### YOUR INSTRUCTIONS
Among the entries, which lines carry the string "yellow"? Copy each of them.

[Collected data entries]
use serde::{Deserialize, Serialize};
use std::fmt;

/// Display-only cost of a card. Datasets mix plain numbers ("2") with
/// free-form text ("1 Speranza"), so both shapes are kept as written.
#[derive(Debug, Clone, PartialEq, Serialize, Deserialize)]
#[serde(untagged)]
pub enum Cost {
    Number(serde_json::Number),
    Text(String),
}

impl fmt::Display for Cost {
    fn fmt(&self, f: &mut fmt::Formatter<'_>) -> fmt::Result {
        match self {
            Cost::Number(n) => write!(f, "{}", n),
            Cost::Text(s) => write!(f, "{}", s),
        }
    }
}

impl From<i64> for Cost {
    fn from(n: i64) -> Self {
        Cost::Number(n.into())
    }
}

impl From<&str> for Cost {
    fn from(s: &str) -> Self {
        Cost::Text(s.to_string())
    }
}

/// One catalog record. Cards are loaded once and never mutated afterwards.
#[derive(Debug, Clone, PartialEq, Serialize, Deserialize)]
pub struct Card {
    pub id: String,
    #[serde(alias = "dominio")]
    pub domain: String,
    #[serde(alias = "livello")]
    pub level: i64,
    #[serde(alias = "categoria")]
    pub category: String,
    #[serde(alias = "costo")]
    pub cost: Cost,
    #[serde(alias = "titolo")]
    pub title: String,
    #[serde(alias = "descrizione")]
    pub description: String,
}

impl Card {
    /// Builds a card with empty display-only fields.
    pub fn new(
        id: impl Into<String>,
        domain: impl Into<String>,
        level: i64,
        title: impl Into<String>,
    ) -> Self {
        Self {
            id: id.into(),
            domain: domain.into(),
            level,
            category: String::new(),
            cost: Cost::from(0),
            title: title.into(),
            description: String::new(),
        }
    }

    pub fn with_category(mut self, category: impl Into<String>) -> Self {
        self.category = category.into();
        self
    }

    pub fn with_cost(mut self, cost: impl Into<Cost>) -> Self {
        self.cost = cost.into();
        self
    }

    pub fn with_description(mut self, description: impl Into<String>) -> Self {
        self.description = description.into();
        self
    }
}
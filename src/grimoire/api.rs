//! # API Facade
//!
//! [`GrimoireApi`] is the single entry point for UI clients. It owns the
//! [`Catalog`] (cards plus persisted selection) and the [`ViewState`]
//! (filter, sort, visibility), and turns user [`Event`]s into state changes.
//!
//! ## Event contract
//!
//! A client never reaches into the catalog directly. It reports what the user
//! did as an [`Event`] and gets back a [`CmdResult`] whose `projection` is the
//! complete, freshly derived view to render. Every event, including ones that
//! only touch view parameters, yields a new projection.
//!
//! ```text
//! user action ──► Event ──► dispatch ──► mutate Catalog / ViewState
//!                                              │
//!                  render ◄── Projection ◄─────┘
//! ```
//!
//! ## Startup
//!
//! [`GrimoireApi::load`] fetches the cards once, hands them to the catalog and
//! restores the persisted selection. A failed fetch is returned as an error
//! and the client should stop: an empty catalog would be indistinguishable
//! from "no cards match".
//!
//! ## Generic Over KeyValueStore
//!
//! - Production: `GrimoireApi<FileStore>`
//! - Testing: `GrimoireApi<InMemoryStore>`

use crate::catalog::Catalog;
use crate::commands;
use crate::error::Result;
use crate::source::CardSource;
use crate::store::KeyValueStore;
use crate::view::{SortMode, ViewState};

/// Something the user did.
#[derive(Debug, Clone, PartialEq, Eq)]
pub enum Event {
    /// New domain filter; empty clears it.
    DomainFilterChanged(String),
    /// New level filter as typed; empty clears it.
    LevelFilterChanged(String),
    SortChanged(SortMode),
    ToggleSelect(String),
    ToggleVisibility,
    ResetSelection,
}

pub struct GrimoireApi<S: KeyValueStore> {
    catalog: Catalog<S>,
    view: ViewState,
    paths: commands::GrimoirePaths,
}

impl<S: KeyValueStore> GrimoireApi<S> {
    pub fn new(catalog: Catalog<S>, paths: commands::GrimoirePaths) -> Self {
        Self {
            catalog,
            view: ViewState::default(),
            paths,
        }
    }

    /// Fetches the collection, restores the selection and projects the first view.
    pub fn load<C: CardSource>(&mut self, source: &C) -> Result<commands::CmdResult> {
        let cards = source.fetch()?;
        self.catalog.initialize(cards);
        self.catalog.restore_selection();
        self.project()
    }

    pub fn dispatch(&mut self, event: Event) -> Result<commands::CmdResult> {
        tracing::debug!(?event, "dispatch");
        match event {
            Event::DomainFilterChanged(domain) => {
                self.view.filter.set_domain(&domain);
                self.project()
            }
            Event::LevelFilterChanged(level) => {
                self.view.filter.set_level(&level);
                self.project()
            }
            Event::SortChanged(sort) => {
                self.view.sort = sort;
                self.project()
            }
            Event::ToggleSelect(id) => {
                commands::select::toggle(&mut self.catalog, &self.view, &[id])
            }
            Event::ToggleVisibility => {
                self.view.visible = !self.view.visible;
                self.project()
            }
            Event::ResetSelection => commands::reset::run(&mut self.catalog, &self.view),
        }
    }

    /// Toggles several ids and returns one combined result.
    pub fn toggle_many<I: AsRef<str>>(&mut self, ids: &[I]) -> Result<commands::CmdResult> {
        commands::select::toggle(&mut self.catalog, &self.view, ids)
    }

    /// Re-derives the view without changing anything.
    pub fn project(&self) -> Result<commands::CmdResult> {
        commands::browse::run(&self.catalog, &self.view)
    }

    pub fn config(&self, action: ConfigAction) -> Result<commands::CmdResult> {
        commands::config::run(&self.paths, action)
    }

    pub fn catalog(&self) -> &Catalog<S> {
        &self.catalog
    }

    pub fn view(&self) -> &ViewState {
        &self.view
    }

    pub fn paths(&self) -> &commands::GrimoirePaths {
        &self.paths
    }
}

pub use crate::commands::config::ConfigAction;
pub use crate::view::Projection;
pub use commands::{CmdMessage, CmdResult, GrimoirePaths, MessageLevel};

--

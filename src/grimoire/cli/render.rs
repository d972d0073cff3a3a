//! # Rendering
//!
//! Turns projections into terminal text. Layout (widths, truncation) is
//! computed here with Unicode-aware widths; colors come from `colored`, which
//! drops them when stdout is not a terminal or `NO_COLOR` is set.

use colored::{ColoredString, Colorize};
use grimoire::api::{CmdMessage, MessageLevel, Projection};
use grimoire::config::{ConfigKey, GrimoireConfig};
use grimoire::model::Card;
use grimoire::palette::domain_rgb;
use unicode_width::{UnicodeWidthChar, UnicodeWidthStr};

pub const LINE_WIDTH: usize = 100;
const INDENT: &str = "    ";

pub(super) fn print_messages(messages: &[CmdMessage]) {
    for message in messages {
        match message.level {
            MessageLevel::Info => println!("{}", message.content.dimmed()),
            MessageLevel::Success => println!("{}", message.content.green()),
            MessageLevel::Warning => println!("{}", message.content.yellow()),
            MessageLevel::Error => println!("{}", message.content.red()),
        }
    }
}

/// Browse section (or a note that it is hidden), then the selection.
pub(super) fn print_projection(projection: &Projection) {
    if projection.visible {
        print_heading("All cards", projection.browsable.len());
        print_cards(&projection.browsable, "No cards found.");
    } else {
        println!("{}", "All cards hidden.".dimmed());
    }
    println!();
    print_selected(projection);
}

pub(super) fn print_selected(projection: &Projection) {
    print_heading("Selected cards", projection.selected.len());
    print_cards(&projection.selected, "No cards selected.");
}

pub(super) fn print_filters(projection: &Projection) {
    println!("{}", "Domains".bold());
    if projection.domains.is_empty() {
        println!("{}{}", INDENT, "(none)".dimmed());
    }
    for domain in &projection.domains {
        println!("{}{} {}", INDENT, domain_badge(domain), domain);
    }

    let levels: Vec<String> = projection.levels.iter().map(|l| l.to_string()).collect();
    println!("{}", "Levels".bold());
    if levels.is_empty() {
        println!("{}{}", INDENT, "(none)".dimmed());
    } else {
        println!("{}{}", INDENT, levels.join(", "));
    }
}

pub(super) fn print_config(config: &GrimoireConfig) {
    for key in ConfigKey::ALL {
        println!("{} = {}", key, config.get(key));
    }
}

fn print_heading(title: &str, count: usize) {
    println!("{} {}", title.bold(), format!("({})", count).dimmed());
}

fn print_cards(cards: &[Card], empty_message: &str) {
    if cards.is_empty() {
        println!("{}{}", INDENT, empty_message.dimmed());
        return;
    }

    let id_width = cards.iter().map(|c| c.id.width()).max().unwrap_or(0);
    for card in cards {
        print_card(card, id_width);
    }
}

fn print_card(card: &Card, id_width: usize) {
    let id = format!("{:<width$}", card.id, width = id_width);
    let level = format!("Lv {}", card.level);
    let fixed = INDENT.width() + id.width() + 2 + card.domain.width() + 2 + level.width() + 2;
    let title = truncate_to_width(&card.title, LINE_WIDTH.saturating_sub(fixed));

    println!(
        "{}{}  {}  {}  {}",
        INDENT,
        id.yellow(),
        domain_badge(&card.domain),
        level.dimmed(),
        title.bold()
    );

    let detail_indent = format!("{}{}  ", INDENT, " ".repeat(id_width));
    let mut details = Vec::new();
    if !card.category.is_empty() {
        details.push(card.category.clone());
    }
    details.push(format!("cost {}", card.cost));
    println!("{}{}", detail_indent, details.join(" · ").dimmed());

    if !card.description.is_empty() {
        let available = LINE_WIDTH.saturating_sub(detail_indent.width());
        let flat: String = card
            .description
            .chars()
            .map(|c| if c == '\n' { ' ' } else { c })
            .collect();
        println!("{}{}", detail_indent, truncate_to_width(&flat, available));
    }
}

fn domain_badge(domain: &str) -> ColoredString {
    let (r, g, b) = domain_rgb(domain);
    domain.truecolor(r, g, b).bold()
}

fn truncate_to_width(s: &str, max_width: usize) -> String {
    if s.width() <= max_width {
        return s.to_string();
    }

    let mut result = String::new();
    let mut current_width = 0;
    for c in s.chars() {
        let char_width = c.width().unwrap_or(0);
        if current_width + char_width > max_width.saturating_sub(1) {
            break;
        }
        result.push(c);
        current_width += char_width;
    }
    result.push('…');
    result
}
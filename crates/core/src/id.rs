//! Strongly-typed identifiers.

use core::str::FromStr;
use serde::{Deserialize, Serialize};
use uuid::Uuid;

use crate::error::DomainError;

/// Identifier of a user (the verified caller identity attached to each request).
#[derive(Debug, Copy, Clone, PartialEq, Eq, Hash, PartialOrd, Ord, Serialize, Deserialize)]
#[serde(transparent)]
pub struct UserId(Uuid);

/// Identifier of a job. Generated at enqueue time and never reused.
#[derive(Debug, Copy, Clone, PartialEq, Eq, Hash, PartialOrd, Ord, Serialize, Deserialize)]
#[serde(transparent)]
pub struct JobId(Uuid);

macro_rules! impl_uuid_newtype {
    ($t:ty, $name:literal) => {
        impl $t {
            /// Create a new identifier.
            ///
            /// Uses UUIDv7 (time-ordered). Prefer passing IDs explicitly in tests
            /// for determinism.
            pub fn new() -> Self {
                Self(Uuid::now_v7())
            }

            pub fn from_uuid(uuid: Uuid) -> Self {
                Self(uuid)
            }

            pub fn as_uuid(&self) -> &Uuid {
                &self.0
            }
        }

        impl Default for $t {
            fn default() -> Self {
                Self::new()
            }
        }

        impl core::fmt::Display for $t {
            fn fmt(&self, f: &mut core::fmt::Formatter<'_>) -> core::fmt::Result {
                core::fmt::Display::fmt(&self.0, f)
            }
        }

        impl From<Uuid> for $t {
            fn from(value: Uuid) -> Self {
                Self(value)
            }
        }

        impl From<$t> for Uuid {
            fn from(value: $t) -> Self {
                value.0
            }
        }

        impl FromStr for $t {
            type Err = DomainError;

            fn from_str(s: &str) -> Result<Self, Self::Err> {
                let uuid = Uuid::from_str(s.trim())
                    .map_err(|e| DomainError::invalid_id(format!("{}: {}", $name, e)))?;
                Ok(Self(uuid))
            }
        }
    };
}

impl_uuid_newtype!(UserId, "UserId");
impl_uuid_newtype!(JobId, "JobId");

### RESPONSE TO THIS TASK
            MessageLevel::Warning => println!("{}", message.content.yellow()),
        id.yellow(),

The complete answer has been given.